Pier Paolo Pasolini is said to have told famed opera singer and close friend Maria Callas that she was the only woman he’d ever loved aside from his mother. Not incidentally, he cast both women in archetypal roles, starting with Susanna Pasolini as the Virgin Mary in The Gospel According to Matthew (1964). For Callas, he reserved the title role of Medea (1969).
The ancient myth and Euripedes play centers on the granddaughter of sun god Helios and her abscondment from her native land of Colchis in a doomed love affair with adventurer Jason (of the Argonauts). When Jason abandons Medea to marry a princess, she kills the new fiancée and her own children in revenge. Pasolini’s telling omits certain beats and adds others for the purposes of giving both Jason and Medea backstories, and to add political and personal commentary.
The director’s uncanny prowess for breathing life into ancient, and/or mythical tales is exemplified in an early sequence that transports us to otherworldly Colchis.
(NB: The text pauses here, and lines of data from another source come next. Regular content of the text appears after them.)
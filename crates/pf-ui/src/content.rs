//! Post body rendering: one display fragment per known content block.

use pf_core::ContentBlock;
use tracing::debug;

/// Where link blocks point when nothing better is known.
pub const PLACEHOLDER_HREF: &str = "#";

#[derive(Debug, Clone, Copy, PartialEq, Eq)]
pub enum FragmentKind {
    Paragraph,
    Link,
}

/// A rendered content block. `key` is stable for a given block position.
#[derive(Debug, Clone, PartialEq, Eq)]
pub struct Fragment {
    pub key: String,
    pub kind: FragmentKind,
    pub text: String,
    /// Set for links only
    pub href: Option<String>,
}

impl Fragment {
    pub fn is_link(&self) -> bool {
        self.kind == FragmentKind::Link
    }

    pub fn target(&self) -> &str {
        self.href.as_deref().unwrap_or_default()
    }
}

/// Renders the block at `index`. Unknown kinds yield `None`.
pub fn render_block(index: usize, block: &ContentBlock, link_href: &str) -> Option<Fragment> {
    let key = format!("{}-{}", block.kind(), index);
    match block {
        ContentBlock::Paragraph { content } => Some(Fragment {
            key,
            kind: FragmentKind::Paragraph,
            text: content.clone(),
            href: None,
        }),
        ContentBlock::Link { content } => Some(Fragment {
            key,
            kind: FragmentKind::Link,
            text: content.clone(),
            href: Some(link_href.to_string()),
        }),
        ContentBlock::Unknown => {
            debug!(index, "skipping content block of unknown kind");
            None
        }
    }
}

/// Renders a whole body in order, skipping what cannot be rendered.
pub fn render_content(blocks: &[ContentBlock], link_href: &str) -> Vec<Fragment> {
    blocks
        .iter()
        .enumerate()
        .filter_map(|(index, block)| render_block(index, block, link_href))
        .collect()
}

#[cfg(test)]
mod tests {
    use super::*;

    #[test]
    fn order_and_kinds_follow_input() {
        let blocks = [
            ContentBlock::paragraph("a"),
            ContentBlock::link("b"),
            ContentBlock::paragraph("c"),
        ];
        let fragments = render_content(&blocks, PLACEHOLDER_HREF);

        let texts: Vec<&str> = fragments.iter().map(|f| f.text.as_str()).collect();
        let kinds: Vec<FragmentKind> = fragments.iter().map(|f| f.kind).collect();
        assert_eq!(texts, ["a", "b", "c"]);
        assert_eq!(kinds, [FragmentKind::Paragraph, FragmentKind::Link, FragmentKind::Paragraph]);
    }

    #[test]
    fn keys_combine_kind_and_position() {
        let blocks = [ContentBlock::paragraph("a"), ContentBlock::link("b")];
        let keys: Vec<String> = render_content(&blocks, "#").into_iter().map(|f| f.key).collect();
        assert_eq!(keys, ["paragraph-0", "link-1"]);
    }

    #[test]
    fn unknown_block_is_skipped_without_stopping() {
        let blocks = [
            ContentBlock::paragraph("a"),
            ContentBlock::Unknown,
            ContentBlock::link("c"),
        ];
        let fragments = render_content(&blocks, "#");

        assert_eq!(fragments.len(), 2);
        assert_eq!(fragments[1].key, "link-2");
        assert!(render_block(1, &ContentBlock::Unknown, "#").is_none());
    }

    #[test]
    fn link_points_at_placeholder() {
        let fragment = render_block(0, &ContentBlock::link("me@example.com"), PLACEHOLDER_HREF).unwrap();
        assert!(fragment.is_link());
        assert_eq!(fragment.href.as_deref(), Some("#"));
        assert_eq!(fragment.text, "me@example.com");
    }
}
Medea is dressed in ornate vestments—mounds of flowing fabric and rungs of sleighbell–sized beaded necklaces. Her compatriots’ dress is even stranger—horses are swathed in denim–blue quilts; warriors wear dangling bronze plates over their mouths and hats that look like wicker waste baskets. A ritual sacrifice takes place against a backdrop of the honeycombed mountains of Cappadocia, Turkey, and a non–diegetic Tibetan hymn.
Pasolini’s unvarnished camerawork in combination with his avant–garde staging hearkens back to early, exoticizing ethnographies, and critics have interpreted his take as an allegory of European conquest. But if Medea represents the colonized, she nonetheless runs away with Jason of her own volition, killing her brother in the process. Her passion is a force of nature that equips her with the strength to commit inhuman—and inhumane—acts.
Characters with more foresight than Jason—who’s portrayed as sort of a simpleton —anticipate Medea’s revenge in the aftermath of his engagement to King Creon’s daughter. “I’m afraid of you, I’ll say it openly . . . Everyone here in Corinth knows of your evil spells,” the King says to Medea. “You’re a barbarian, from a foreign land, different from us.” Her female aids, on the other hand, are encouraging. They urge her to wield her sorcery, as though it’s on their own behalf.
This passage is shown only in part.